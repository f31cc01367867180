//! Common test utilities for integration tests.
//!
//! This module provides a temporary configuration directory and a small
//! server-style schema (core parameters, exports with client lists, logging)
//! used across the integration suites.

use std::fs;
use std::path::{Path, PathBuf};

use stanza::schema::{BlockDescriptor, EmbeddedBlock, FieldDescriptor, ListBlock, NetworkPort};
use tempfile::TempDir;

/// A temporary directory holding configuration files.
///
/// The directory is removed when the value is dropped.
pub struct ConfigDir {
    dir: TempDir,
}

#[allow(dead_code)]
impl ConfigDir {
    /// Creates an empty directory.
    pub fn new() -> Self {
        Self {
            dir: tempfile::tempdir().unwrap(),
        }
    }

    /// Root of the directory.
    pub fn path(&self) -> &Path {
        self.dir.path()
    }

    /// Writes `content` to `name` (creating parent directories) and returns
    /// the full path.
    pub fn write(&self, name: &str, content: &str) -> PathBuf {
        let path = self.dir.path().join(name);
        if let Some(parent) = path.parent() {
            fs::create_dir_all(parent).unwrap();
        }
        fs::write(&path, content).unwrap();
        path
    }
}

/// `NFS_Core_Param` block.
#[derive(Debug, Default, Clone, PartialEq)]
pub struct CoreParams {
    pub nfs_port: NetworkPort,
    pub protocols: u32,
    pub nb_worker: u32,
    pub enable_udp: bool,
}

pub const PROTOCOLS: &[(&str, u32)] = &[("3", 0x1), ("4", 0x2), ("NFS3", 0x1), ("NFS4", 0x2), ("9P", 0x4)];

#[allow(dead_code)]
pub fn core_schema() -> BlockDescriptor<EmbeddedBlock<CoreParams>> {
    BlockDescriptor::new(
        "NFS_Core_Param",
        vec![
            FieldDescriptor::inet_port("NFS_Port", 0, u16::MAX, 2049, |c: &mut CoreParams| {
                &mut c.nfs_port
            }),
            FieldDescriptor::list("Protocols", PROTOCOLS, 0x3, 0x7, |c: &mut CoreParams| {
                &mut c.protocols
            }),
            FieldDescriptor::uint32("Nb_Worker", 1, 1024, 256, |c: &mut CoreParams| {
                &mut c.nb_worker
            }),
            FieldDescriptor::boolean("Enable_UDP", true, |c: &mut CoreParams| &mut c.enable_udp),
        ],
        EmbeddedBlock::new(),
    )
    .with_flags(stanza::FieldFlags::UNIQUE)
}

/// `Client` sub-block of an export.
#[derive(Debug, Default, Clone, PartialEq)]
pub struct Client {
    pub clients: Option<String>,
    pub access_type: u32,
}

/// `Export` block.
#[derive(Debug, Default, Clone, PartialEq)]
pub struct Export {
    pub export_id: u16,
    pub path: Option<String>,
    pub pseudo: Option<String>,
    pub access_type: u32,
    pub squash: u32,
    pub clients: Vec<Client>,
}

pub const ACCESS: &[(&str, u32)] = &[("NONE", 0x0), ("RO", 0x1), ("RW", 0x3), ("MDONLY", 0x4)];
pub const SQUASH: &[(&str, u32)] = &[
    ("root_squash", 0x1),
    ("root", 0x1),
    ("all_squash", 0x2),
    ("all", 0x2),
    ("no_root_squash", 0x0),
    ("none", 0x0),
];

fn client_schema() -> BlockDescriptor<ListBlock<Client>> {
    BlockDescriptor::new(
        "Client",
        vec![
            FieldDescriptor::string("Clients", 1, 1024, None, |c: &mut Client| &mut c.clients)
                .mandatory(),
            FieldDescriptor::enumeration("Access_Type", ACCESS, 0x0, 0x7, |c: &mut Client| {
                &mut c.access_type
            }),
        ],
        ListBlock::new(),
    )
}

#[allow(dead_code)]
pub fn export_schema() -> BlockDescriptor<ListBlock<Export>> {
    BlockDescriptor::new(
        "Export",
        vec![
            FieldDescriptor::uint16("Export_Id", 0, u16::MAX, 1, |e: &mut Export| &mut e.export_id)
                .mandatory()
                .unique(),
            FieldDescriptor::path("Path", 1, 4096, None, |e: &mut Export| &mut e.path)
                .mandatory()
                .unique(),
            FieldDescriptor::path("Pseudo", 1, 4096, None, |e: &mut Export| &mut e.pseudo),
            FieldDescriptor::enumeration("Access_Type", ACCESS, 0x0, 0x7, |e: &mut Export| {
                &mut e.access_type
            }),
            FieldDescriptor::enumeration("Squash", SQUASH, 0x1, 0x3, |e: &mut Export| &mut e.squash),
            FieldDescriptor::block("Client", client_schema(), |e: &mut Export| &mut e.clients),
            FieldDescriptor::deprecated("Use_Cookie_Verifier", Some("no longer used")),
        ],
        ListBlock::validated(|e: &Export| match e.path.as_deref() {
            Some(p) if p.starts_with('/') => Ok(()),
            _ => Err("Path must be absolute".to_string()),
        }),
    )
}
//! Tokenizer for the configuration language.
//!
//! The lexer turns text into a flat stream of [`Token`]s. Punctuation,
//! `%include` and sign operators get their own kinds; every other word or
//! quoted string becomes a [`TokenKind::Term`] tagged with the [`TermType`]
//! the binding engine later uses as a conversion hint.

mod scanner;
mod token;

pub use scanner::{classify, Lexer};
pub use token::{SignOp, Span, TermType, Token, TokenKind};
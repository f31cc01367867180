//! Main entry point for the stanza CLI.
//!
//! This is the command-line interface for block/statement configuration
//! files. It provides commands for inspecting a file:
//! - `print`: Parse a file and print its tree
//! - `get`: Print one statement or block by qualified name
//! - `find`: List blocks matching a search expression
//! - `check`: Parse a file and report scan or parse errors

mod cli;
mod commands;
mod error;
mod utils;

use clap::Parser;
use cli::Cli;
use utils::GlobalOptions;

fn main() {
    // Parse CLI arguments
    let cli = Cli::parse();

    // Initialize logging based on verbosity
    let _logger = stanza::init_logger(cli.verbose, cli.quiet);

    // Convert CLI args to GlobalOptions
    let global = GlobalOptions {
        verbose: cli.verbose,
        quiet: cli.quiet,
        include_dir: cli.include_dir,
    };

    // Execute the command
    let result = match cli.command {
        cli::Command::Print(cmd) => cmd.execute(&global),
        cli::Command::Get(cmd) => cmd.execute(&global),
        cli::Command::Find(cmd) => cmd.execute(&global),
        cli::Command::Check(cmd) => cmd.execute(&global),
    };

    // Handle errors and set exit code
    match result {
        Ok(()) => std::process::exit(0),
        Err(e) => {
            eprintln!("Error: {e}");
            std::process::exit(e.exit_code());
        }
    }
}
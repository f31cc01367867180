//! Lexer implementation

use super::token::{SignOp, Span, TermType, Token, TokenKind};
use crate::error::{Error, Result};
use std::iter::Peekable;
use std::str::CharIndices;

/// Lexer for configuration text.
pub struct Lexer<'a> {
    source: &'a str,
    file: &'a str,
    chars: Peekable<CharIndices<'a>>,
    line: usize,
    column: usize,
    pos: usize,
}

impl<'a> Lexer<'a> {
    /// Create a lexer over `source`; `file` names it in error messages.
    #[must_use]
    pub fn new(source: &'a str, file: &'a str) -> Self {
        Self {
            source,
            file,
            chars: source.char_indices().peekable(),
            line: 1,
            column: 1,
            pos: 0,
        }
    }

    /// Tokenize the entire source. The last token is always [`TokenKind::Eof`].
    ///
    /// # Errors
    ///
    /// Returns [`Error::Scan`] for unterminated strings and characters that
    /// cannot start a token.
    pub fn tokenize(&mut self) -> Result<Vec<Token>> {
        let mut tokens = Vec::new();

        loop {
            let token = self.next_token()?;
            let is_eof = token.kind == TokenKind::Eof;
            tokens.push(token);
            if is_eof {
                break;
            }
        }

        Ok(tokens)
    }

    fn next_token(&mut self) -> Result<Token> {
        self.skip_whitespace_and_comments();

        let span = Span {
            line: self.line,
            column: self.column,
        };

        let kind = match self.peek_char() {
            None => TokenKind::Eof,
            Some(c) => match c {
                '{' => {
                    self.advance();
                    TokenKind::LBrace
                }
                '}' => {
                    self.advance();
                    TokenKind::RBrace
                }
                '=' => {
                    self.advance();
                    TokenKind::Equals
                }
                ';' => {
                    self.advance();
                    TokenKind::Semicolon
                }
                ',' => {
                    self.advance();
                    TokenKind::Comma
                }
                '%' => self.scan_directive(span)?,
                '"' => self.scan_dquote(span)?,
                '\'' => self.scan_squote(span)?,
                '-' if self.next_is_digit() => {
                    self.advance();
                    TokenKind::Op(SignOp::Minus)
                }
                '~' => {
                    self.advance();
                    if !self.peek_char().is_some_and(|c| c.is_ascii_digit()) {
                        return Err(self.error(span, "'~' must be followed by a number"));
                    }
                    TokenKind::Op(SignOp::Tilde)
                }
                c if c.is_control() => {
                    return Err(self.error(
                        span,
                        &format!("unexpected character (0x{:02x})", c as u32),
                    ));
                }
                _ => {
                    let word = self.scan_word();
                    TokenKind::Term(classify(word), word.to_string())
                }
            },
        };

        Ok(Token { kind, span })
    }

    fn scan_directive(&mut self, span: Span) -> Result<TokenKind> {
        self.advance(); // '%'
        let word = self.scan_word();
        if word.eq_ignore_ascii_case("include") {
            Ok(TokenKind::Include)
        } else {
            Err(self.error(span, &format!("unknown directive %{word}")))
        }
    }

    fn scan_dquote(&mut self, span: Span) -> Result<TokenKind> {
        self.advance(); // opening quote
        let mut value = String::new();

        loop {
            match self.advance() {
                None => return Err(self.error(span, "unterminated string")),
                Some('"') => break,
                Some('\\') => match self.advance() {
                    Some('n') => value.push('\n'),
                    Some('t') => value.push('\t'),
                    Some('\\') => value.push('\\'),
                    Some('"') => value.push('"'),
                    Some(c) => {
                        // Unknown escapes are kept as written.
                        value.push('\\');
                        value.push(c);
                    }
                    None => return Err(self.error(span, "unterminated string")),
                },
                Some(c) => value.push(c),
            }
        }

        Ok(TokenKind::Term(TermType::DQuote, value))
    }

    fn scan_squote(&mut self, span: Span) -> Result<TokenKind> {
        self.advance(); // opening quote
        let start = self.pos;

        loop {
            match self.advance() {
                None => return Err(self.error(span, "unterminated string")),
                Some('\'') => break,
                Some(_) => {}
            }
        }

        // pos is just past the closing quote
        let text = &self.source[start..self.pos - 1];
        Ok(TokenKind::Term(TermType::SQuote, text.to_string()))
    }

    fn scan_word(&mut self) -> &'a str {
        let start = self.pos;
        while let Some(c) = self.peek_char() {
            if c.is_whitespace() || is_delimiter(c) {
                break;
            }
            self.advance();
        }
        &self.source[start..self.pos]
    }

    fn skip_whitespace_and_comments(&mut self) {
        loop {
            while let Some(c) = self.peek_char() {
                if c.is_whitespace() {
                    self.advance();
                } else {
                    break;
                }
            }

            if self.peek_char() == Some('#') {
                while let Some(c) = self.peek_char() {
                    if c == '\n' {
                        break;
                    }
                    self.advance();
                }
                continue;
            }

            break;
        }
    }

    fn peek_char(&mut self) -> Option<char> {
        self.chars.peek().map(|(_, c)| *c)
    }

    fn next_is_digit(&self) -> bool {
        let mut ahead = self.chars.clone();
        ahead.next();
        ahead.peek().is_some_and(|(_, c)| c.is_ascii_digit())
    }

    fn advance(&mut self) -> Option<char> {
        let (idx, c) = self.chars.next()?;
        self.pos = idx + c.len_utf8();
        if c == '\n' {
            self.line += 1;
            self.column = 1;
        } else {
            self.column += 1;
        }
        Some(c)
    }

    fn error(&self, span: Span, message: &str) -> Error {
        Error::Scan {
            file: self.file.to_string(),
            line: span.line,
            message: message.to_string(),
        }
    }
}

fn is_delimiter(c: char) -> bool {
    matches!(c, '{' | '}' | '=' | ';' | ',' | '#' | '"' | '\'')
}

/// Infer the [`TermType`] of a bare word.
///
/// # Examples
///
/// ```
/// use stanza::lexer::{classify, TermType};
///
/// assert_eq!(classify("0x1F"), TermType::HexNum);
/// assert_eq!(classify("Yes"), TermType::True);
/// assert_eq!(classify("/export/home"), TermType::AbsPath);
/// assert_eq!(classify("152.152"), TermType::Fsid);
/// ```
#[must_use]
pub fn classify(word: &str) -> TermType {
    match word.to_ascii_lowercase().as_str() {
        "true" | "yes" | "on" => return TermType::True,
        "false" | "no" | "off" => return TermType::False,
        _ => {}
    }

    if let Some(kind) = number_kind(word) {
        return kind;
    }
    if let Some((major, minor)) = word.split_once('.') {
        if number_kind(major).is_some() && number_kind(minor).is_some() {
            return TermType::Fsid;
        }
    }
    if let Some(kind) = ipv4_kind(word) {
        return kind;
    }
    if let Some(kind) = ipv6_kind(word) {
        return kind;
    }
    if word.starts_with('/') {
        return TermType::AbsPath;
    }
    if word.contains('/') {
        return TermType::Path;
    }
    if word.len() > 1 && word.starts_with('@') {
        return TermType::Netgroup;
    }
    TermType::Token
}

fn number_kind(word: &str) -> Option<TermType> {
    let bytes = word.as_bytes();
    match bytes {
        [] => None,
        [b'0'] => Some(TermType::DecNum),
        [b'0', b'x' | b'X', rest @ ..] => {
            (!rest.is_empty() && rest.iter().all(u8::is_ascii_hexdigit)).then_some(TermType::HexNum)
        }
        [b'0', rest @ ..] => rest
            .iter()
            .all(|b| (b'0'..=b'7').contains(b))
            .then_some(TermType::OctNum),
        _ => bytes.iter().all(u8::is_ascii_digit).then_some(TermType::DecNum),
    }
}

fn ipv4_kind(word: &str) -> Option<TermType> {
    let (addr, prefix) = match word.split_once('/') {
        Some((a, p)) => (a, Some(p)),
        None => (word, None),
    };
    let parts: Vec<&str> = addr.split('.').collect();
    let dotted_quad = parts.len() == 4
        && parts.iter().all(|p| {
            !p.is_empty() && p.len() <= 3 && p.bytes().all(|b| b.is_ascii_digit())
        });
    if !dotted_quad {
        return None;
    }
    match prefix {
        Some(p) if !p.is_empty() && p.bytes().all(|b| b.is_ascii_digit()) => Some(TermType::V4Cidr),
        Some(_) => None,
        None if addr == "0.0.0.0" => Some(TermType::V4Any),
        None => Some(TermType::V4Addr),
    }
}

fn ipv6_kind(word: &str) -> Option<TermType> {
    let (addr, prefix) = match word.split_once('/') {
        Some((a, p)) => (a, Some(p)),
        None => (word, None),
    };
    let shaped = addr.matches(':').count() >= 2
        && addr
            .chars()
            .all(|c| c.is_ascii_hexdigit() || c == ':' || c == '.');
    if !shaped {
        return None;
    }
    match prefix {
        Some(p) if !p.is_empty() && p.bytes().all(|b| b.is_ascii_digit()) => Some(TermType::V6Cidr),
        Some(_) => None,
        None => Some(TermType::V6Addr),
    }
}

● ● ● ● ●

Exercise description:
Whenever a line of the data holds the string "exit", pick that line out.

Answer box:
    // Handle errors and set exit code
        Ok(()) => std::process::exit(0),
            std::process::exit(e.exit_code());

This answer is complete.